Arup has been working on a new campus master plan for Guy's and St Thomas' NHS Foundation Trust



We are delighted that Dan Ringelstein, Director of Master Planning and Urban Design - Cities, will be joining our November infrastructure forum at the offices of law firm, DLA Piper, in the City of London.


Dan will be describing his work over the past year on the 10 to 20 Year Vision Plan for Guy's and St Thomas' NHS Foundation Trust. He will also be bringing insights to the forum from his master-planning work for the healthcare system in the US. Dan will be part of our healthcare and life sciences infrastructure discussion panel with King's College London's Head of Real Estate Development Peter Ward, Zachary Gauge of UBS Asset Management, Andrew Hudson of JLL, and Ed Hayden of Scott Brownrigg.

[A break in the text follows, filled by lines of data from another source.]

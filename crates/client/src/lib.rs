//! # NZDPU Client
//!
//! Client for the NZDPU (Net-Zero Data Public Utility) disclosure
//! registry: fetch one company's reported greenhouse-gas history and
//! normalize it into scope-classified (year, quantity) series.
//!
//! ## Pipeline
//!
//! ```text
//! Legal Entity Identifier
//!     |
//!     v
//! HistoryFetcher::fetch_history     GET /wis/coverage/companies/{lei}/history
//!     |
//!     v
//! CompanyHistory                    raw per-year submissions
//!     |
//!     v
//! classify_year (per year)          unit, "_ghg" suffix, positivity,
//!     |                             scope-digit filters
//!     v
//! assemble                          merge years in payload order
//!     |
//!     v
//! HistoricEmissionsScopes           { S1, S2, S3 }
//! ```
//!
//! Field-level oddities (missing units, non-positive figures, keys without
//! a scope digit) are filtered silently; a malformed payload or a corrupt
//! field fails the whole lookup with [`ClientError`].
//!
//! ## Example
//!
//! ```no_run
//! use nzdpu_client::{HistoryFetcher, RegistryConfig};
//!
//! #[tokio::main]
//! async fn main() -> anyhow::Result<()> {
//!     let fetcher = HistoryFetcher::new(RegistryConfig::from_env()?)?;
//!     let scopes = fetcher.historic_scopes("529900GB7KCA94ACC940").await?;
//!
//!     println!("scope 1 disclosures: {}", scopes.s1.len());
//!     Ok(())
//! }
//! ```

mod assemble;
mod classify;
mod config;
mod error;
mod fetch;
mod payload;
mod types;

pub use assemble::assemble;
pub use classify::{classify_year, scope_of_key};
pub use config::{RegistryConfig, API_KEY_VAR, BASE_URL_VAR, DEFAULT_BASE_URL};
pub use error::{ClientError, Result};
pub use fetch::HistoryFetcher;
pub use payload::{CompanyHistory, Submission, YearRecord};
pub use types::{EmissionsRealization, GhgScope, HistoricEmissionsScopes, Quantity};
use async_graphql::*;

use crate::database::entities::{actors, movies};
use crate::graphql::types::{Actor, Movie};

/// Result of an actor mutation: `ok` is false and `actor` null when the
/// target actor does not exist.
#[derive(SimpleObject, Clone, Debug)]
pub struct ActorPayload {
    pub ok: bool,
    pub actor: Option<Actor>,
}

impl ActorPayload {
    pub fn from_model(model: Option<actors::Model>) -> Self {
        Self {
            ok: model.is_some(),
            actor: model.map(Actor::from),
        }
    }

    pub fn with_client_mutation_id(self, client_mutation_id: Option<String>) -> RelayActorPayload {
        RelayActorPayload {
            ok: self.ok,
            actor: self.actor,
            client_mutation_id,
        }
    }
}

/// Result of a movie mutation: `ok` is false and `movie` null when the
/// target movie or any referenced actor does not exist.
#[derive(SimpleObject, Clone, Debug)]
pub struct MoviePayload {
    pub ok: bool,
    pub movie: Option<Movie>,
}

impl MoviePayload {
    pub fn from_model(model: Option<movies::Model>) -> Self {
        Self {
            ok: model.is_some(),
            movie: model.map(Movie::from),
        }
    }

    pub fn with_client_mutation_id(self, client_mutation_id: Option<String>) -> RelayMoviePayload {
        RelayMoviePayload {
            ok: self.ok,
            movie: self.movie,
            client_mutation_id,
        }
    }
}

#[derive(SimpleObject, Clone, Debug)]
pub struct RelayActorPayload {
    pub ok: bool,
    pub actor: Option<Actor>,
    /// Echo of the request's `clientMutationId`
    pub client_mutation_id: Option<String>,
}

#[derive(SimpleObject, Clone, Debug)]
pub struct RelayMoviePayload {
    pub ok: bool,
    pub movie: Option<Movie>,
    pub client_mutation_id: Option<String>,
}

Previous to joining Arup, Dan worked at Skidmore, Owings & Merrill (SOM) as Director of Urban Design and Planning and Architecte/Urbaniste in France.

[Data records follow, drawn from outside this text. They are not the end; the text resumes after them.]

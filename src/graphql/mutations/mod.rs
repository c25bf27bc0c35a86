// Mutations are split by entity and merged into a single root.

mod actor;
mod movie;
mod relay;

use async_graphql::*;

/// Main mutation root that combines all mutation submodules
#[derive(Default, MergedObject)]
pub struct Mutation(
    pub actor::ActorMutation,
    pub movie::MovieMutation,
    pub relay::RelayMutation,
);
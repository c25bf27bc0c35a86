use sea_orm::entity::prelude::*;
use serde::{Deserialize, Serialize};

#[derive(Clone, Debug, PartialEq, Eq, DeriveEntityModel, Serialize, Deserialize)]
#[sea_orm(table_name = "actors")]
pub struct Model {
    #[sea_orm(primary_key)]
    pub id: i32,
    pub name: String,
}

#[derive(Copy, Clone, Debug, EnumIter, DeriveRelation)]
pub enum Relation {
    #[sea_orm(has_many = "super::movie_actors::Entity")]
    MovieActors,
}

impl Related<super::movie_actors::Entity> for Entity {
    fn to() -> RelationDef {
        Relation::MovieActors.def()
    }
}

impl Related<super::movies::Entity> for Entity {
    fn to() -> RelationDef {
        super::movie_actors::Relation::Movies.def()
    }

    fn via() -> Option<RelationDef> {
        Some(super::movie_actors::Relation::Actors.def().rev())
    }
}

impl ActiveModelBehavior for ActiveModel {}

Dan has a BS in Architectural Studies from the University of Illinois Urbana-Champaign, has attended Harvard University Graduate School of Design and Massachusetts Institute of Technology.


He talked to Future Cities Forum ahead of the event, giving an overview of how Guy's and St Thomas' NHS Trust is working to create more a more flexible hospital campus, so that medical staff can react quickly to emerging health scenarios such as pandemics, but also improve patient care around chronic diseases. He also explained how important it is to value and restore the Victorian architecture of the original hospital, in order to attract foreign investment and to ensure place is carefully attended to, to create attractive areas outside for wellbeing.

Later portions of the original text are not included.